Just because a consumer processes an event from a topic does not mean that they cannot process it again or that another consumer can’t consume it. The event is not removed from the topic when it’s consumed.

Commands & Events

A lot of the trouble I see with using Kafka revolves around applying various patterns or semantics typical with queues or a message broker and trying to force it with Kafka. An example of this is Commands.

There are two kinds of messages. Commands and Events. Some will say Queries are also messages, but I disagree in the context of asynchronous messaging.

Commands are about invoking behavior. There can be many producers of a command. There is a required single consumer of a command. The consumer will be within the logical boundary that owns the definition/schema of the command.

Sending Commands

Events are about notifying other parts of your system that something has occurred. There is only a single publisher of an event. The logical boundary that publishes an event owns the schema/definition. There may be many consumers of an event or none.

Publishing Events

Commands and events have different semantics. They have very different purposes, and how that also pertains to coupling.

Commands vs Events

By this definition, how can you publish a command to a Kafka topic and guarantee that only a single consumer will process it? You can’t.

Queue

This is where a queue and a message broker differ.
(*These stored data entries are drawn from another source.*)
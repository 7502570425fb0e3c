use std::sync::Arc;

use super::metrics::TraversalMetrics;

/// Configuration applied when opening a node's relationships.
#[derive(Clone, Default)]
pub struct TraversalOptions {
    /// Optional metrics collection implementation
    pub metrics: Option<Arc<dyn TraversalMetrics>>,
    /// Whether iterators track visited records and fail on revisits.
    ///
    /// Off by default; well-formed stores never need it.
    pub cycle_guard: bool,
}

impl TraversalOptions {
    /// Creates options with default settings.
    pub fn new() -> Self {
        Self::default()
    }

    /// Sets the metrics collection implementation.
    pub fn metrics(mut self, metrics: Arc<dyn TraversalMetrics>) -> Self {
        self.metrics = Some(metrics);
        self
    }

    /// Enables or disables the cycle guard.
    pub fn cycle_guard(mut self, enabled: bool) -> Self {
        self.cycle_guard = enabled;
        self
    }
}
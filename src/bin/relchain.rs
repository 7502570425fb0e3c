//! Binary entry point for the relchain CLI.
#![forbid(unsafe_code)]

use std::error::Error;
use std::path::PathBuf;

use clap::{Args, Parser, Subcommand, ValueEnum};
use relchain::{
    admin::{verify_store, VerifyReport},
    cli::{
        config::CliConfig,
        import::{run_import, ImportConfig, ImportSummary},
        init_logging, CliError,
    },
    storage::{FileStore, RelationshipRecord},
    traversal::{AnyType, Direction, RelationshipChains, TraversalOptions, TypeFilter, TypeSet},
    types::{NodeId, Result as StoreResult, TypeId},
};
use serde::Serialize;

#[derive(Parser, Debug)]
#[command(
    name = "relchain",
    version,
    about = "Build and inspect fixed-record relationship chain stores",
    disable_help_subcommand = true
)]
struct Cli {
    #[arg(
        long,
        global = true,
        env = "RELCHAIN_CONFIG",
        value_name = "FILE",
        help = "Path to the CLI config file"
    )]
    config: Option<PathBuf>,

    #[arg(
        long,
        global = true,
        value_name = "FILTER",
        help = "Log filter (overrides the config file; RUST_LOG wins over both)"
    )]
    log_level: Option<String>,

    #[arg(
        long,
        global = true,
        value_enum,
        default_value_t = OutputFormat::Text,
        help = "Output format for structured responses"
    )]
    format: OutputFormat,

    #[command(subcommand)]
    command: Command,
}

#[derive(Subcommand, Debug)]
enum Command {
    #[command(about = "Build a store from a CSV edge list (first,second,type)")]
    Import(ImportCmd),

    #[command(about = "List a node's relationships")]
    Rels(RelsCmd),

    #[command(about = "Traverse every node and report broken chains")]
    Verify {
        #[arg(value_name = "DIR", help = "Store directory (defaults to [store] default)")]
        dir: Option<PathBuf>,
    },
}

#[derive(Args, Debug)]
struct ImportCmd {
    #[arg(value_name = "DIR")]
    dir: PathBuf,

    #[arg(long, value_name = "FILE", help = "CSV file containing relationships")]
    edges: PathBuf,

    #[arg(long, value_name = "N", help = "Number of nodes to allocate")]
    nodes: Option<u64>,

    #[arg(
        long,
        value_name = "N",
        value_parser = clap::value_parser!(u64).range(1..),
        help = "Degree at which a node is stored with relationship groups"
    )]
    dense_threshold: Option<u64>,
}

#[derive(Args, Debug)]
struct RelsCmd {
    #[arg(value_name = "DIR")]
    dir: PathBuf,

    #[arg(value_name = "NODE")]
    node: u64,

    #[arg(long = "type", value_name = "ID", help = "Only this relationship type (repeatable)")]
    types: Vec<u32>,

    #[arg(long, value_enum, default_value_t = DirectionArg::Both)]
    direction: DirectionArg,
}

#[derive(Copy, Clone, Debug, Eq, PartialEq, ValueEnum)]
enum OutputFormat {
    Text,
    Json,
}

#[derive(Copy, Clone, Debug, Eq, PartialEq, ValueEnum)]
enum DirectionArg {
    Out,
    In,
    Both,
}

impl From<DirectionArg> for Direction {
    fn from(arg: DirectionArg) -> Self {
        match arg {
            DirectionArg::Out => Direction::Outgoing,
            DirectionArg::In => Direction::Incoming,
            DirectionArg::Both => Direction::Both,
        }
    }
}

#[derive(Debug, Serialize)]
struct RelRow {
    id: u64,
    first: u64,
    second: u64,
    #[serde(rename = "type")]
    ty: u32,
}

impl From<&RelationshipRecord> for RelRow {
    fn from(record: &RelationshipRecord) -> Self {
        Self {
            id: record.id.0,
            first: record.first.0,
            second: record.second.0,
            ty: record.ty.0,
        }
    }
}

fn main() {
    match run() {
        Ok(true) => {}
        Ok(false) => std::process::exit(2),
        Err(err) => {
            eprintln!("error: {err}");
            std::process::exit(1);
        }
    }
}

/// Returns `Ok(false)` when the command ran but found problems.
fn run() -> Result<bool, Box<dyn Error>> {
    let cli = Cli::parse();
    let config = CliConfig::load(cli.config.clone()).map_err(CliError::from)?;
    let level = cli
        .log_level
        .clone()
        .unwrap_or_else(|| config.log_level().to_string());
    init_logging(&level)?;

    match cli.command {
        Command::Import(cmd) => {
            let mut build = config.build_options();
            if let Some(threshold) = cmd.dense_threshold {
                let threshold = usize::try_from(threshold).map_err(|_| {
                    CliError::Message(format!(
                        "dense threshold {threshold} does not fit this platform"
                    ))
                })?;
                build = build.dense_threshold(threshold);
            }
            let import_cfg = ImportConfig {
                edges: cmd.edges,
                out: cmd.dir,
                nodes: cmd.nodes,
                build,
            };
            let summary = run_import(&import_cfg)?;
            emit(&cli.format, &summary, || print_import_text(&summary))?;
        }
        Command::Rels(cmd) => {
            let store = FileStore::open(&cmd.dir)?;
            let node = NodeId(cmd.node);
            let direction = cmd.direction.into();
            let opts = config.traversal_options();
            let rows = if cmd.types.is_empty() {
                collect_rows(&store, node, AnyType, direction, opts)?
            } else {
                let types = TypeSet::new(cmd.types.iter().copied().map(TypeId));
                collect_rows(&store, node, types, direction, opts)?
            };
            emit(&cli.format, &rows, || print_rels_text(&rows))?;
        }
        Command::Verify { dir } => {
            let dir = dir
                .or_else(|| config.default_store().cloned())
                .ok_or_else(|| CliError::from("no store directory given and no [store] default"))?;
            let store = FileStore::open(&dir)?;
            let report = verify_store(&store)?;
            emit(&cli.format, &report, || print_verify_text(&report))?;
            return Ok(report.success);
        }
    }
    Ok(true)
}

fn collect_rows<F: TypeFilter>(
    store: &FileStore,
    node: NodeId,
    filter: F,
    direction: Direction,
    opts: TraversalOptions,
) -> StoreResult<Vec<RelRow>> {
    let chains = RelationshipChains::open_with(store, node, filter, direction, opts)?;
    let mut iter = chains.iter()?;
    let mut rows = Vec::new();
    while let Some(id) = iter.next() {
        id?;
        if let Some(record) = iter.record() {
            rows.push(RelRow::from(record));
        }
    }
    Ok(rows)
}

fn emit<T, F>(format: &OutputFormat, value: &T, printer: F) -> Result<(), Box<dyn Error>>
where
    T: Serialize,
    F: Fn(),
{
    match format {
        OutputFormat::Json => {
            let json = serde_json::to_string_pretty(value)?;
            println!("{json}");
        }
        OutputFormat::Text => printer(),
    }
    Ok(())
}

fn print_import_text(summary: &ImportSummary) {
    println!(
        "Imported {} nodes and {} relationships ({} dense)",
        summary.nodes, summary.relationships, summary.dense_nodes
    );
}

fn print_rels_text(rows: &[RelRow]) {
    for row in rows {
        println!("{} {} {} {}", row.id, row.first, row.second, row.ty);
    }
}

fn print_verify_text(report: &VerifyReport) {
    println!(
        "Verify => success={} nodes_checked={} relationships_seen={} failed_nodes={}",
        report.success, report.nodes_checked, report.relationships_seen, report.failed_nodes
    );
    for finding in &report.findings {
        println!("- Node[{}]: {}", finding.node, finding.message);
    }
}
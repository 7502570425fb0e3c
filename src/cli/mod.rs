#![forbid(unsafe_code)]

//! Command-line interface utilities: configuration, logging and CSV import.
//!
//! The `relchain` binary is a thin layer over these helpers so they can be
//! exercised without spawning a process.

use thiserror::Error;
use tracing_subscriber::{fmt, EnvFilter};

use crate::types::RelchainError;

/// Persistent CLI configuration stored as TOML.
pub mod config;

/// Building a store from a CSV edge list.
///
/// Reads `first,second,type` rows, lays the relationships out into chains and
/// groups, and writes the result as a file-backed store.
pub mod import;

/// Error type for CLI operations.
#[derive(Error, Debug)]
pub enum CliError {
    /// Generic error message.
    #[error("{0}")]
    Message(String),
    /// IO error from file operations.
    #[error(transparent)]
    Io(#[from] std::io::Error),
    /// CSV parsing error.
    #[error(transparent)]
    Csv(#[from] csv::Error),
    /// Configuration file error.
    #[error(transparent)]
    Config(#[from] config::ConfigError),
    /// Storage or traversal error.
    #[error(transparent)]
    Store(#[from] RelchainError),
}

impl From<&str> for CliError {
    fn from(value: &str) -> Self {
        CliError::Message(value.to_string())
    }
}

impl From<String> for CliError {
    fn from(value: String) -> Self {
        CliError::Message(value)
    }
}

/// Installs a `tracing` subscriber writing to stderr.
///
/// `RUST_LOG` wins over `level` when it is set and parses.
pub fn init_logging(level: &str) -> Result<(), CliError> {
    let filter = match EnvFilter::try_from_default_env() {
        Ok(filter) => filter,
        Err(_) => EnvFilter::try_new(level)
            .map_err(|e| CliError::Message(format!("invalid log level '{level}': {e}")))?,
    };
    fmt()
        .with_env_filter(filter)
        .with_target(true)
        .with_writer(std::io::stderr)
        .try_init()
        .map_err(|_| CliError::Message("logging already initialized".into()))
}
use std::iter::FusedIterator;
use std::sync::Arc;

use rustc_hash::FxHashSet;
use tracing::{error, trace};

use crate::storage::{RecordStore, RelationshipGroupRecord, RelationshipRecord};
use crate::types::{GroupId, NodeId, RecordKind, RelId, RelchainError, Result};

use super::direction::{Direction, GroupChain};
use super::filter::TypeFilter;
use super::follow_chain;
use super::metrics::TraversalMetrics;

/// Remembers visited records so a looping chain fails instead of spinning.
#[derive(Default)]
pub(super) struct CycleGuard {
    relationships: FxHashSet<RelId>,
    groups: FxHashSet<GroupId>,
}

impl CycleGuard {
    fn visit(&mut self, node: NodeId, kind: RecordKind, id: u64) -> Result<()> {
        let fresh = match kind {
            RecordKind::Group => self.groups.insert(GroupId(id)),
            _ => self.relationships.insert(RelId(id)),
        };
        if fresh {
            return Ok(());
        }
        error!(node = %node, kind = %kind, id, "chain.cycle");
        Err(RelchainError::ChainCycle { node, kind, id })
    }
}

/// Everything a fetch needs besides the mode-specific cursor.
pub(super) struct Walk<'a, S: ?Sized, F: ?Sized> {
    pub(super) store: &'a S,
    pub(super) filter: &'a F,
    pub(super) direction: Direction,
    pub(super) node: NodeId,
    pub(super) metrics: Arc<dyn TraversalMetrics>,
    pub(super) guard: Option<CycleGuard>,
}

impl<'a, S, F> Walk<'a, S, F>
where
    S: RecordStore + ?Sized,
    F: TypeFilter + ?Sized,
{
    fn load_relationship(&mut self, id: RelId) -> Result<RelationshipRecord> {
        if let Some(guard) = self.guard.as_mut() {
            guard.visit(self.node, RecordKind::Relationship, id.0)?;
        }
        self.metrics.relationship_read();
        trace!(node = %self.node, rel = %id, "chain.visit");
        self.store.load_relationship(id)
    }

    /// Loads group `id`; the sentinel and unused slots both end the group list.
    pub(super) fn load_group(&mut self, id: GroupId) -> Result<Option<RelationshipGroupRecord>> {
        if id.is_null() {
            return Ok(None);
        }
        if let Some(guard) = self.guard.as_mut() {
            guard.visit(self.node, RecordKind::Group, id.0)?;
        }
        self.metrics.group_read();
        trace!(node = %self.node, group = %id, "chain.group");
        self.store.load_group(id)
    }

    fn follow(&self, record: &RelationshipRecord) -> Result<RelId> {
        follow_chain(self.node, record).map_err(|err| {
            self.metrics.chain_corrupted();
            err
        })
    }

    fn fetch_sparse(&mut self, next: &mut RelId) -> Result<Option<RelationshipRecord>> {
        while !next.is_null() {
            let record = self.load_relationship(*next)?;
            let matched =
                self.filter.accept(record.ty) && self.direction.matches(self.node, &record);
            // Advance before deciding, so filtering never stalls the chain.
            *next = self.follow(&record)?;
            if matched {
                return Ok(Some(record));
            }
        }
        Ok(None)
    }

    fn fetch_dense(
        &mut self,
        next: &mut RelId,
        groups: &mut GroupSelector,
    ) -> Result<Option<RelationshipRecord>> {
        if next.is_null() {
            return Ok(None);
        }
        // Group and sub-chain selection already guarantee type and direction.
        let record = self.load_relationship(*next)?;
        *next = self.follow(&record)?;
        if next.is_null() {
            *next = groups.next_chain_start(self)?;
        }
        Ok(Some(record))
    }
}

/// Cursor over a dense node's group list.
pub(super) struct GroupSelector {
    group: Option<RelationshipGroupRecord>,
    chain_index: usize,
}

impl GroupSelector {
    pub(super) fn new(group: Option<RelationshipGroupRecord>) -> Self {
        Self {
            group,
            chain_index: 0,
        }
    }

    /// Head of the next non-empty, eligible sub-chain, or the sentinel once
    /// every group is exhausted.
    pub(super) fn next_chain_start<S, F>(&mut self, walk: &mut Walk<'_, S, F>) -> Result<RelId>
    where
        S: RecordStore + ?Sized,
        F: TypeFilter + ?Sized,
    {
        while let Some(group) = self.group {
            if walk.filter.accept(group.ty) {
                while self.chain_index < GroupChain::ALL.len() {
                    let chain = GroupChain::ALL[self.chain_index];
                    self.chain_index += 1;
                    let start = chain.chain_start(&group);
                    if !start.is_null() && chain.matches_direction(walk.direction) {
                        return Ok(start);
                    }
                }
            }
            self.group = walk.load_group(group.next)?;
            self.chain_index = 0;
        }
        Ok(RelId::NULL)
    }
}

pub(super) enum Cursor {
    Sparse { next: RelId },
    Dense { next: RelId, groups: GroupSelector },
    Done,
}

/// Lazy iterator over the relationship ids of one node.
///
/// Yields `Err` at most once; after an error or the end of the last chain
/// every call returns `None` without touching the store.
pub struct RelationshipIter<'a, S: ?Sized, F: ?Sized> {
    walk: Walk<'a, S, F>,
    cursor: Cursor,
    relationship: Option<RelationshipRecord>,
}

impl<'a, S, F> RelationshipIter<'a, S, F>
where
    S: RecordStore + ?Sized,
    F: TypeFilter + ?Sized,
{
    pub(super) fn new(walk: Walk<'a, S, F>, cursor: Cursor) -> Self {
        Self {
            walk,
            cursor,
            relationship: None,
        }
    }

    /// The record of the relationship most recently produced.
    pub fn record(&self) -> Option<&RelationshipRecord> {
        self.relationship.as_ref()
    }

    /// Node whose relationships are being produced.
    pub fn node(&self) -> NodeId {
        self.walk.node
    }

    /// Whether this iterator walks a grouped layout.
    pub fn is_dense(&self) -> bool {
        matches!(self.cursor, Cursor::Dense { .. })
    }
}

impl<S, F> Iterator for RelationshipIter<'_, S, F>
where
    S: RecordStore + ?Sized,
    F: TypeFilter + ?Sized,
{
    type Item = Result<RelId>;

    fn next(&mut self) -> Option<Self::Item> {
        let fetched = match &mut self.cursor {
            Cursor::Sparse { next } => self.walk.fetch_sparse(next),
            Cursor::Dense { next, groups } => self.walk.fetch_dense(next, groups),
            Cursor::Done => return None,
        };
        match fetched {
            Ok(Some(record)) => {
                self.relationship = Some(record);
                Some(Ok(record.id))
            }
            Ok(None) => {
                self.cursor = Cursor::Done;
                None
            }
            Err(err) => {
                self.cursor = Cursor::Done;
                Some(Err(err))
            }
        }
    }
}

impl<S, F> FusedIterator for RelationshipIter<'_, S, F>
where
    S: RecordStore + ?Sized,
    F: TypeFilter + ?Sized,
{
}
When you send a command to a queue, there’s going to be a single consumer that will process that message.

Queue Consumer

When the consumer finishes processing the message, it will acknowledge back to the broker.

Queue Consumer Ack

At this point, the broker will remove the message from the queue.

Queue Consumer Ack Remove Message

The message is gone. The consumer cannot consume it again, nor can any other consumer.

Consumer Groups & Partitions

Earlier I mentioned consumer groups and partitions. A consumer group is a way to have multiple consumers consume from the same topic. This is a way to concurrently scale and process more messages from a topic called the competing consumer pattern.

A topic is divided into partitions. Events are appended to a partition within a topic. There can only be one consumer within a consumer group that processes messages from a partition.

Meaning you will process messages from a partition sequentially. This allows for ordered processing.

As an example of the competing consumers pattern, let’s say we have two partitions in a topic. Each partition right now is a single event in each. We have two consumers in a single consumer group. We’ve defined that the top consumer will consume from the top partition, and the bottom consumer will consume from the bottom partition.

Kafka Partition

This means that each consumer within our consumer group can process each message concurrently.

Kafka Partition

If we publish another message to the top partition, this means the top consumer again is the one responsible for consuming it. If it was busy processing another message, the bottom consumer, even if it’s available, will not consume it. Only the top consumer is associated with the top partition.

This allows you to consume messages in order, so as long as you associate them to the same partition.

In contrast, the competing consumers’ pattern with a queue works slightly differently as we don’t have partitions.

If we have two messages in a topic, and we have two consumers within a single consumer group.

Competing Consumers

Messages are consumed by any free/available consumer. Because there are two free consumers, both messages will be consumed concurrently.

Competing Consumers

Even though messages are distributed FIFO (First-in-First-Out), that doesn’t mean we will process them in order.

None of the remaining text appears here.